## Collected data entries
-- Opening Marker --
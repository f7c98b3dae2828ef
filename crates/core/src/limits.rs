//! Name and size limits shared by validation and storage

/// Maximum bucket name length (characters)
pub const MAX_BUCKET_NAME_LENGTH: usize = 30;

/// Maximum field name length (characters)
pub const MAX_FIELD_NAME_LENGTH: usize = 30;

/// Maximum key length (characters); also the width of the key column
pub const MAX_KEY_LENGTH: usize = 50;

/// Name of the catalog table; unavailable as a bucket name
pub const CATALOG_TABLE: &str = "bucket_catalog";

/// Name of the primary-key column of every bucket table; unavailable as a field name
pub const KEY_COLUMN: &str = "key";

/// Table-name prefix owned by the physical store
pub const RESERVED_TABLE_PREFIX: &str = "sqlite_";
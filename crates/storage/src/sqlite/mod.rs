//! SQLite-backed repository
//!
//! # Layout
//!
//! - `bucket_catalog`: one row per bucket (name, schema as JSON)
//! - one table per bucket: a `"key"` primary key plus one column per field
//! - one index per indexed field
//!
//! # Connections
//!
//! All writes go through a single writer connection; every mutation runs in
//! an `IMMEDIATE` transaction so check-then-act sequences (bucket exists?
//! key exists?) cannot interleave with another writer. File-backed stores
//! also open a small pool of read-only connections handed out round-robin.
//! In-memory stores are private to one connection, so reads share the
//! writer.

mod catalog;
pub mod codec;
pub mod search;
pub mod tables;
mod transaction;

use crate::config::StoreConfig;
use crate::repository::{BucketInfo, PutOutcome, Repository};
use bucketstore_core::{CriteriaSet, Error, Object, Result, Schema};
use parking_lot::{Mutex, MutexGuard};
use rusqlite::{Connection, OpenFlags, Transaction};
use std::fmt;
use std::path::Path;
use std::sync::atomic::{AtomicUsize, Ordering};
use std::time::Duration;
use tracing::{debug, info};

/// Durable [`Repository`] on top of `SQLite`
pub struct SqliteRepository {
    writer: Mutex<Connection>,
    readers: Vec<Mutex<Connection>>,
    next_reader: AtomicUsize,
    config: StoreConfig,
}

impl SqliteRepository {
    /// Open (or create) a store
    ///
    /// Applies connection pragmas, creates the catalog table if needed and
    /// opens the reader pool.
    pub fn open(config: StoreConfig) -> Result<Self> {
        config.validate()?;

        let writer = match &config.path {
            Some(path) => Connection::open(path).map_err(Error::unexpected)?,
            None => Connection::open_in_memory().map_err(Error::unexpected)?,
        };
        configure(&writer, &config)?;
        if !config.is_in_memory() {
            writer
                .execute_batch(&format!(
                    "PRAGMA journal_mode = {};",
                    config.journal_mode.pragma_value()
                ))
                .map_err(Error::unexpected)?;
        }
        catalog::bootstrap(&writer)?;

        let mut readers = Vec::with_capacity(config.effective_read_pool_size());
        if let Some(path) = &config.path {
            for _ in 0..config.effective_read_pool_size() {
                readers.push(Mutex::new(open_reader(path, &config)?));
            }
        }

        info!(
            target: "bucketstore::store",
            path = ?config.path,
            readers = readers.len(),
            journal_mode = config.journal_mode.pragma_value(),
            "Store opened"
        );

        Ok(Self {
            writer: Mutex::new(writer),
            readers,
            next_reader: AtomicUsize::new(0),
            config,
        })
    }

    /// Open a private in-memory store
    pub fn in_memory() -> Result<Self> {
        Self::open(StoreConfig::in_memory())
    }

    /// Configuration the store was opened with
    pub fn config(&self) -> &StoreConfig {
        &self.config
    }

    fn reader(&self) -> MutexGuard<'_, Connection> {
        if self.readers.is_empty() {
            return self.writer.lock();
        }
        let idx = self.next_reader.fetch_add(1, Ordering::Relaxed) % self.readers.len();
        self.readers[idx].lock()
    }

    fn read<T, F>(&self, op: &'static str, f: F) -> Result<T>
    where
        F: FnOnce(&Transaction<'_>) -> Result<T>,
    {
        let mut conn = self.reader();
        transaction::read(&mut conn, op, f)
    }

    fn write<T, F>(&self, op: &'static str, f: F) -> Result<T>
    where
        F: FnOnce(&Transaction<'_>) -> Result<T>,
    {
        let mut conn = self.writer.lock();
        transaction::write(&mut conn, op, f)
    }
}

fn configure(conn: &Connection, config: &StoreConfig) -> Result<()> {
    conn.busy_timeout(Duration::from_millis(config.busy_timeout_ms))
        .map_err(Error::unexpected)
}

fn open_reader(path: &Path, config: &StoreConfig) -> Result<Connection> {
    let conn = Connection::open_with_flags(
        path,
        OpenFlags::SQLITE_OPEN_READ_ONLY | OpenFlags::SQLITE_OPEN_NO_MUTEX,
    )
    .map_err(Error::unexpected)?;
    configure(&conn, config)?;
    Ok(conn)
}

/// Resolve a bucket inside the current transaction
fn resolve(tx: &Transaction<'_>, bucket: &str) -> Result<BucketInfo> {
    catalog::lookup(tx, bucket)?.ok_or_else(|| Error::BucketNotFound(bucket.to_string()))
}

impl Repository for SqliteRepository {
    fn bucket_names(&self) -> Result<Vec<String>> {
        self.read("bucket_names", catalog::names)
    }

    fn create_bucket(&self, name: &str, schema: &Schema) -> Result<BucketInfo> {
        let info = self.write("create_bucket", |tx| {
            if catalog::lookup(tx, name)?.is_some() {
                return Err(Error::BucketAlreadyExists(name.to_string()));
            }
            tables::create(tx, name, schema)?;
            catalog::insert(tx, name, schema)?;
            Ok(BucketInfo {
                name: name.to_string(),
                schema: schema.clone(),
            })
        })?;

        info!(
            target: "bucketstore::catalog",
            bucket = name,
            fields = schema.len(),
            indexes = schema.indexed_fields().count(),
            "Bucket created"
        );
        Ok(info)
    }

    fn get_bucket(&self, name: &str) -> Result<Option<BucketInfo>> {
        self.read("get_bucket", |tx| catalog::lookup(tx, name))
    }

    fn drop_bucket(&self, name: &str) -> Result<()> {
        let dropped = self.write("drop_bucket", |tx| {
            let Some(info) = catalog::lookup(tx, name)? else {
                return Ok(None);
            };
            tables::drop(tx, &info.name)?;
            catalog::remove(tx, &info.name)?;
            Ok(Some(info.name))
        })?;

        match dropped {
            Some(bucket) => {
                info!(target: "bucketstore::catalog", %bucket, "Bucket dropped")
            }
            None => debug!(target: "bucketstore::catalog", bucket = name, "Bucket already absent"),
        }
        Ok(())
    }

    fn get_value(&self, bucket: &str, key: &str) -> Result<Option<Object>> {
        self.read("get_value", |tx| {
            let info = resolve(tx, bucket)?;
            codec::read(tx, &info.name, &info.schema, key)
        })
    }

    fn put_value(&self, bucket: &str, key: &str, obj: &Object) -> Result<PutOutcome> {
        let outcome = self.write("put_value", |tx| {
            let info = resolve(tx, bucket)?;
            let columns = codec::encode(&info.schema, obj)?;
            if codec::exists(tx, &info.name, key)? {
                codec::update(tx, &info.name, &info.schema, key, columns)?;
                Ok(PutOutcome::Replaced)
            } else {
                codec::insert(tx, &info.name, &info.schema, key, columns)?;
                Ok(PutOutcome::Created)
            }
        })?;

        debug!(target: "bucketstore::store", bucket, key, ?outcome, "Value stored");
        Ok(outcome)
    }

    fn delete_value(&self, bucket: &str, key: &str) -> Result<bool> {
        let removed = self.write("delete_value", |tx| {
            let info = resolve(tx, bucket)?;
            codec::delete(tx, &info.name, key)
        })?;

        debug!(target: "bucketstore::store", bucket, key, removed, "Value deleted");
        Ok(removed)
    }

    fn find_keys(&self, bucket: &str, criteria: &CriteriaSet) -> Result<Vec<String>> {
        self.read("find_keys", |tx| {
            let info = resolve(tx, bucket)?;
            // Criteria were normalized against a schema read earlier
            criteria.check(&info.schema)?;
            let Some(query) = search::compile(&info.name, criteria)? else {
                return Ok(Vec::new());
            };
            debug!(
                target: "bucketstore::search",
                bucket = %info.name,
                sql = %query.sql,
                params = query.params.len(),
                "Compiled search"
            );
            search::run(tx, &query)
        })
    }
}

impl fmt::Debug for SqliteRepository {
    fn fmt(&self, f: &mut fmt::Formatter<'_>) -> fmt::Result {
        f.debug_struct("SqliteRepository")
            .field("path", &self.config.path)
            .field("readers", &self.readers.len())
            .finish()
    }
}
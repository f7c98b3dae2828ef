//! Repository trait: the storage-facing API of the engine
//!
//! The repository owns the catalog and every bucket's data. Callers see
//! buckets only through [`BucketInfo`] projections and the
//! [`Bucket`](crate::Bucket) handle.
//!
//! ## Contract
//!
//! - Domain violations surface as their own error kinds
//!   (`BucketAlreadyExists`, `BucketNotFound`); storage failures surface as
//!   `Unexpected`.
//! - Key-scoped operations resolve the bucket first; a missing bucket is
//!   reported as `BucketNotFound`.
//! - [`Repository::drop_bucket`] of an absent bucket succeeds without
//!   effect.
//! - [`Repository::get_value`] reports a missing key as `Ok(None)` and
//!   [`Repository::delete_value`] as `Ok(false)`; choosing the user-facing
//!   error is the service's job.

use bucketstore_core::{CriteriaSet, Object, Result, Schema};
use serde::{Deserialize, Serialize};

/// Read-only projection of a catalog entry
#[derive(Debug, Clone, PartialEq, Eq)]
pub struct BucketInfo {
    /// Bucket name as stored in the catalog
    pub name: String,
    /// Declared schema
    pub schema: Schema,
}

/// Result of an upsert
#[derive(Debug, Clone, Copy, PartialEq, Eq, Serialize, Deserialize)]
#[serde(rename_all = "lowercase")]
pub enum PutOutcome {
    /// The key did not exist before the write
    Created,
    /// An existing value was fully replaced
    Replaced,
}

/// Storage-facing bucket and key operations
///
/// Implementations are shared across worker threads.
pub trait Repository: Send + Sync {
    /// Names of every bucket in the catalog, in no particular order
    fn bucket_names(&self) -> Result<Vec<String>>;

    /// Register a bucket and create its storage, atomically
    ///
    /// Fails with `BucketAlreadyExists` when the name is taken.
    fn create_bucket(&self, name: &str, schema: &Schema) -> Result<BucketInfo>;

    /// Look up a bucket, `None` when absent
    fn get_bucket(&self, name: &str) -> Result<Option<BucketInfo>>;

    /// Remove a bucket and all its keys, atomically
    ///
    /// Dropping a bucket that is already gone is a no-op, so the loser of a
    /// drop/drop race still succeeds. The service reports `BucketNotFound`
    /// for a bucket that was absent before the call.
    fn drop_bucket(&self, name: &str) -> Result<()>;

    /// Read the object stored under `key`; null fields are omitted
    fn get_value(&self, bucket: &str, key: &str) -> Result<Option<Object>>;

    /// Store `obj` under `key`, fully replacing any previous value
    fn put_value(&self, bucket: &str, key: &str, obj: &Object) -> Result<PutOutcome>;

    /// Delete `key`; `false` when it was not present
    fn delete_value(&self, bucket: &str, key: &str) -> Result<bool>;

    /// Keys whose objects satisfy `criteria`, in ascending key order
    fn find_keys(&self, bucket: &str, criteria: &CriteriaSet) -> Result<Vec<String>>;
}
-- Closing Marker --
## Activity
If a line falls between the first line of the entries and the line containing "pub const MAX_FIELD_NAME_LENGTH: usize = 30;", or is one of those two, restate it word for word; leave all other lines out.

## Reply
repository f7c98b3dae2828ef
filename crates/core/src/limits.rs
//! Name and size limits shared by validation and storage

/// Maximum bucket name length (characters)
pub const MAX_BUCKET_NAME_LENGTH: usize = 30;

/// Maximum field name length (characters)
pub const MAX_FIELD_NAME_LENGTH: usize = 30;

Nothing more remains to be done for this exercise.